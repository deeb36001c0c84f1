// Copyright (c) 2026 100monkeys.ai
// SPDX-License-Identifier: AGPL-3.0
// Event Bus Implementation - Pub/Sub for Domain Events
//
// In-memory event streaming using tokio broadcast channels. Feeds log
// observers and tests; events are not persisted (checkpoints and invocation
// records are the durable history).

use crate::domain::events::{AgentEvent, GatewayEvent, TaskEvent};
use crate::domain::task::TaskId;
use serde::{Deserialize, Serialize};
use std::sync::Arc;
use tokio::sync::broadcast;
use tracing::{debug, warn};

/// Unified domain event type for the event bus
#[derive(Debug, Clone, Serialize, Deserialize)]
#[serde(tag = "type", rename_all = "snake_case")]
pub enum DomainEvent {
    Task(TaskEvent),
    Agent(AgentEvent),
    Gateway(GatewayEvent),
}

/// Event bus for publishing and subscribing to domain events
#[derive(Clone)]
pub struct EventBus {
    sender: Arc<broadcast::Sender<DomainEvent>>,
}

impl EventBus {
    /// Capacity determines how many events can be buffered before slow
    /// receivers start lagging.
    pub fn new(capacity: usize) -> Self {
        let (sender, _) = broadcast::channel(capacity);
        Self {
            sender: Arc::new(sender),
        }
    }

    pub fn with_default_capacity() -> Self {
        Self::new(1000)
    }

    pub fn publish_task_event(&self, event: TaskEvent) {
        self.publish(DomainEvent::Task(event));
    }

    pub fn publish_agent_event(&self, event: AgentEvent) {
        self.publish(DomainEvent::Agent(event));
    }

    pub fn publish_gateway_event(&self, event: GatewayEvent) {
        self.publish(DomainEvent::Gateway(event));
    }

    fn publish(&self, event: DomainEvent) {
        debug!("Publishing event: {:?}", event);

        // send() only fails when nobody is subscribed
        let receiver_count = self.sender.send(event).unwrap_or(0);

        if receiver_count == 0 {
            debug!("No subscribers listening to event");
        }
    }

    /// Subscribe to all domain events
    pub fn subscribe(&self) -> EventReceiver {
        let receiver = self.sender.subscribe();
        EventReceiver { receiver }
    }

    /// Subscribe to the task events of a single task
    pub fn subscribe_task(&self, task_id: TaskId) -> TaskEventReceiver {
        let receiver = self.sender.subscribe();
        TaskEventReceiver { receiver, task_id }
    }

    pub fn subscriber_count(&self) -> usize {
        self.sender.receiver_count()
    }
}

fn map_recv_error(e: broadcast::error::RecvError) -> EventBusError {
    match e {
        broadcast::error::RecvError::Closed => EventBusError::Closed,
        broadcast::error::RecvError::Lagged(n) => {
            warn!("Event receiver lagged by {} events", n);
            EventBusError::Lagged(n)
        }
    }
}

/// Receiver for all domain events
pub struct EventReceiver {
    receiver: broadcast::Receiver<DomainEvent>,
}

impl EventReceiver {
    /// Receive the next event (waits until one is available)
    pub async fn recv(&mut self) -> Result<DomainEvent, EventBusError> {
        self.receiver.recv().await.map_err(map_recv_error)
    }

    /// Try to receive an event without blocking
    pub fn try_recv(&mut self) -> Result<DomainEvent, EventBusError> {
        self.receiver.try_recv().map_err(|e| match e {
            broadcast::error::TryRecvError::Empty => EventBusError::Empty,
            broadcast::error::TryRecvError::Closed => EventBusError::Closed,
            broadcast::error::TryRecvError::Lagged(n) => {
                warn!("Event receiver lagged by {} events", n);
                EventBusError::Lagged(n)
            }
        })
    }
}

/// Receiver for the task events of one task (filtered)
pub struct TaskEventReceiver {
    receiver: broadcast::Receiver<DomainEvent>,
    task_id: TaskId,
}

impl TaskEventReceiver {
    pub async fn recv(&mut self) -> Result<TaskEvent, EventBusError> {
        loop {
            let event = self.receiver.recv().await.map_err(map_recv_error)?;
            if let DomainEvent::Task(task_event) = event {
                if task_event.task_id() == self.task_id {
                    return Ok(task_event);
                }
            }
        }
    }
}

/// Errors that can occur when receiving events
#[derive(Debug, thiserror::Error)]
pub enum EventBusError {
    #[error("Event bus is closed")]
    Closed,

    #[error("No events available")]
    Empty,

    #[error("Receiver lagged by {0} events (events were dropped)")]
    Lagged(u64),
}

impl Default for EventBus {
    fn default() -> Self {
        Self::with_default_capacity()
    }
}

#[cfg(test)]
mod tests {
    use super::*;
    use crate::domain::task::Priority;
    use crate::domain::workflow::TaskState;
    use chrono::Utc;

    #[tokio::test]
    async fn test_event_bus_publish_subscribe() {
        let event_bus = EventBus::new(10);
        let mut receiver = event_bus.subscribe();
        let task_id = TaskId::new();

        event_bus.publish_task_event(TaskEvent::TaskSubmitted {
            task_id,
            trigger: "alert:HighCpu".to_string(),
            priority: Priority::Urgent,
            submitted_at: Utc::now(),
        });

        match receiver.recv().await.unwrap() {
            DomainEvent::Task(TaskEvent::TaskSubmitted { task_id: id, priority, .. }) => {
                assert_eq!(id, task_id);
                assert_eq!(priority, Priority::Urgent);
            }
            other => panic!("Wrong event type received: {:?}", other),
        }
    }

    #[tokio::test]
    async fn test_task_event_filtering() {
        let event_bus = EventBus::new(10);
        let task_id = TaskId::new();
        let mut receiver = event_bus.subscribe_task(task_id);

        event_bus.publish_task_event(TaskEvent::TaskTransitioned {
            task_id: TaskId::new(),
            from: TaskState::Queued,
            to: TaskState::Investigating,
            sequence: 1,
            transitioned_at: Utc::now(),
        });
        event_bus.publish_task_event(TaskEvent::TaskTransitioned {
            task_id,
            from: TaskState::Queued,
            to: TaskState::Investigating,
            sequence: 1,
            transitioned_at: Utc::now(),
        });

        let received = receiver.recv().await.unwrap();
        assert_eq!(received.task_id(), task_id);
    }

    #[tokio::test]
    async fn test_multiple_subscribers() {
        let event_bus = EventBus::new(10);
        let mut receiver1 = event_bus.subscribe();
        let mut receiver2 = event_bus.subscribe();

        assert_eq!(event_bus.subscriber_count(), 2);

        event_bus.publish_task_event(TaskEvent::CancellationRequested {
            task_id: TaskId::new(),
            reason: "maintenance window".to_string(),
            requested_at: Utc::now(),
        });

        let _ = receiver1.recv().await.unwrap();
        let _ = receiver2.recv().await.unwrap();
        assert!(matches!(receiver1.try_recv(), Err(EventBusError::Empty)));
    }
}
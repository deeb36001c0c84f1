// Copyright (c) 2026 100monkeys.ai
// SPDX-License-Identifier: AGPL-3.0

pub mod db;
pub mod event_bus;
pub mod executor;
pub mod metrics;
pub mod notifier;
pub mod queue;
pub mod repositories;
pub mod summary_template;
pub mod telemetry;

pub use event_bus::{DomainEvent, EventBus};
pub use executor::{DryRunExecutor, HttpActionExecutor};
pub use notifier::{LogNotifier, NotificationDispatcher, WebhookNotifier};
pub use queue::{InMemoryTaskQueue, PostgresTaskQueue};
pub use telemetry::{HttpHealthProbe, PrometheusTelemetrySource, StaticTelemetrySource, TelemetryHealthProbe};
// Copyright (c) 2026 100monkeys.ai
// SPDX-License-Identifier: AGPL-3.0

//! # VIGIL CLI
//!
//! The `vigil` binary runs the orchestrator daemon and talks to it.
//!
//! ## Commands
//!
//! - `vigil daemon run|start|stop|status` - Daemon lifecycle
//! - `vigil trigger` - Submit an alert, schedule or API trigger
//! - `vigil task list|status|checkpoints|invocations|actions|cancel` - Task inspection
//! - `vigil knowledge add|query|stats` - Knowledge store curation
//! - `vigil config show|validate|generate` - Configuration management
//! - `vigil db migrate|status` - PostgreSQL schema management
//!
//! Client commands reach the daemon over its HTTP API at `--host`/`--port`.

use anyhow::{Context, Result};
use clap::{Parser, Subcommand};
use colored::Colorize;
use std::path::PathBuf;

use vigil_cli::commands::{
    self, ConfigCommand, DaemonCommand, DbCommand, KnowledgeCommand, TaskCommand, TriggerArgs,
};
use vigil_cli::daemon::ClientTarget;

/// VIGIL - multi-agent incident response for SRE teams
#[derive(Parser)]
#[command(name = "vigil")]
#[command(version, about, long_about = None)]
#[command(propagate_version = true)]
struct Cli {
    /// Path to configuration file (overrides discovery)
    #[arg(
        short,
        long,
        global = true,
        env = "VIGIL_CONFIG_PATH",
        value_name = "FILE"
    )]
    config: Option<PathBuf>,

    /// Daemon API host
    #[arg(long, global = true, env = "VIGIL_HOST", default_value = "127.0.0.1")]
    host: String,

    /// Daemon API port (default: spec.api.port)
    #[arg(long, global = true, env = "VIGIL_PORT")]
    port: Option<u16>,

    /// Log level (trace, debug, info, warn, error)
    #[arg(long, global = true, env = "VIGIL_LOG_LEVEL", default_value = "info")]
    log_level: String,

    /// Log format (compact, json)
    #[arg(long, global = true, env = "VIGIL_LOG_FORMAT", default_value = "compact")]
    log_format: String,

    #[command(subcommand)]
    command: Option<Commands>,
}

#[derive(Subcommand)]
enum Commands {
    /// Manage the orchestrator daemon
    #[command(name = "daemon")]
    Daemon {
        #[command(subcommand)]
        command: DaemonCommand,
    },

    /// Submit a trigger to the running daemon
    #[command(name = "trigger")]
    Trigger(TriggerArgs),

    /// Inspect and cancel tasks
    #[command(name = "task")]
    Task {
        #[command(subcommand)]
        command: TaskCommand,
    },

    /// Curate the knowledge store
    #[command(name = "knowledge")]
    Knowledge {
        #[command(subcommand)]
        command: KnowledgeCommand,
    },

    /// Configuration management
    #[command(name = "config")]
    Config {
        #[command(subcommand)]
        command: ConfigCommand,
    },

    /// Database schema management
    #[command(name = "db")]
    Db {
        #[command(subcommand)]
        command: DbCommand,
    },
}

#[tokio::main]
async fn main() -> Result<()> {
    // A missing .env is fine
    let _ = dotenvy::dotenv();

    let cli = Cli::parse();
    init_logging(&cli.log_level, &cli.log_format)?;

    let target = ClientTarget::new(&cli.host, cli.port);

    match cli.command {
        Some(Commands::Daemon { command }) => {
            commands::daemon::handle_command(command, cli.config, target).await
        }
        Some(Commands::Trigger(args)) => commands::trigger::handle_command(args, target).await,
        Some(Commands::Task { command }) => commands::task::handle_command(command, target).await,
        Some(Commands::Knowledge { command }) => {
            commands::knowledge::handle_command(command, target).await
        }
        Some(Commands::Config { command }) => {
            commands::config::handle_command(command, cli.config).await
        }
        Some(Commands::Db { command }) => commands::db::handle_command(command, cli.config).await,
        None => {
            eprintln!("{}", "No command specified. Use --help for usage.".yellow());
            std::process::exit(1);
        }
    }
}

/// Initialize tracing subscriber for logging
fn init_logging(level: &str, format: &str) -> Result<()> {
    let filter = tracing_subscriber::EnvFilter::try_from_default_env()
        .or_else(|_| tracing_subscriber::EnvFilter::try_new(level))
        .context("Failed to create log filter")?;

    let builder = tracing_subscriber::fmt()
        .with_env_filter(filter)
        .with_thread_ids(false)
        .with_file(false)
        .with_line_number(false);

    match format {
        "json" => builder.json().with_current_span(false).init(),
        "compact" => builder.with_target(false).compact().init(),
        other => anyhow::bail!("Unknown log format '{}' (expected compact or json)", other),
    }

    Ok(())
}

● ● ●

Prompt:
This exercise requires the lines of the entries containing the string "ClientTarget".

Solution to the exercise:
use vigil_cli::daemon::ClientTarget;
    let target = ClientTarget::new(&cli.host, cli.port);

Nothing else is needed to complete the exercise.